I kept pace. A man walking in the other direction craned to observe us.

"Linda, please. You're making me feel like a pervert. We don't have to do it like this."

"We don't have to do it at all."

"Can't you just listen?"

"If you don't get away from me I'll scream."

You walked even faster, and this time I simply stopped and watched you depart. One of the electric Mission Street busses whined past, its destination sign scrolled to the wrong terminal. I stopped at a phone booth, called work, and said that I'd be coming in after all.

 

TONIGHT

In concluding this chronology, I am also ending my attempts to contact you. Any further communication will be your prerogative, and your choice not to exercise it will be absolutely honored.

My hope is that in presenting these events as they occurred, and as I perceived them, they will stand for whatever they were, and not as anything larger or more frightening. Oh hell, these days perhaps there's a case to be made for splitting at the first sign of weirdness.

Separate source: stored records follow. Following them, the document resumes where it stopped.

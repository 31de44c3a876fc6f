// SPDX-FileCopyrightText: 2026 ICT Eerbeek Contributors
// SPDX-License-Identifier: MIT OR Apache-2.0

//! Graceful shutdown coordination with signal handling.
//!
//! Installs handlers for SIGTERM and SIGINT (Ctrl+C), triggering a
//! [`CancellationToken`] that the web server waits on. In-flight requests
//! finish before the store is closed.

use tokio_util::sync::CancellationToken;
use tracing::{debug, info, warn};

/// Installs signal handlers for SIGTERM and SIGINT.
///
/// Returns a [`CancellationToken`] that is cancelled when either signal is received.
pub fn install_signal_handler() -> CancellationToken {
    let token = CancellationToken::new();
    let token_clone = token.clone();

    tokio::spawn(async move {
        wait_for_signal().await;
        token_clone.cancel();
        debug!("shutdown signal handler completed");
    });

    token
}

#[cfg(unix)]
async fn wait_for_signal() {
    use tokio::signal::unix::{SignalKind, signal};

    let ctrl_c = tokio::signal::ctrl_c();
    match signal(SignalKind::terminate()) {
        Ok(mut sigterm) => {
            tokio::select! {
                _ = ctrl_c => info!("received SIGINT (Ctrl+C), initiating shutdown"),
                _ = sigterm.recv() => info!("received SIGTERM, initiating shutdown"),
            }
        }
        Err(e) => {
            warn!(error = %e, "failed to install SIGTERM handler, only Ctrl+C will stop the server");
            let _ = ctrl_c.await;
            info!("received SIGINT (Ctrl+C), initiating shutdown");
        }
    }
}

#[cfg(not(unix))]
async fn wait_for_signal() {
    let _ = tokio::signal::ctrl_c().await;
    info!("received Ctrl+C, initiating shutdown");
}

#[cfg(test)]
mod tests {
    use super::*;

    #[tokio::test]
    async fn install_signal_handler_returns_token() {
        let token = install_signal_handler();
        assert!(!token.is_cancelled());
        token.cancel();
        token.cancelled().await;
    }
}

But if I've learned anything through my umpteen monogamies, it's been to hang in when instinct tells that something special may be possible. We barely got to know one another, but I had that instinct. So lucky you.

Is my optimism that this letter could change anything deluded? Possibly so. But in writing this I've come to realize that part of my agenda has been to further sort out this aspect of myself I thought I had long come to terms with. In that regard this narrative has helped, at least as much as I could expect it to. This may be exactly the wrong thing to tell you, especially if I hope to hear from you again, but I want to be entirely honest: this quirk, this oddity, this psychic crick is still very much with me. I can't even tell you that I wish otherwise. It still brings comfort. I think of it as a friend.

And you are a friend, too, gentle Linda.

Whatever you decide, I wish you well.

 

3/24/65

A twelve-year-old boy walks along an embankment of railroad tracks. A determinist would say that he is already on his way toward you, that your meeting, convergence, and eventual separation are already etched into the clockwork of things.

But at the moment he is not concerned with that. At the moment he is in a panic; he has become convinced that something at his core is so off the known scale of transgression that it offends the very universe. He doesn't know about your childhood hell, or that one day you and he will come together and briefly feel less alone. He only knows the trains bring comfort. He reads the passing names, and sometimes they form on his lips: Santa Fe. Santa Fe. Santa Fe.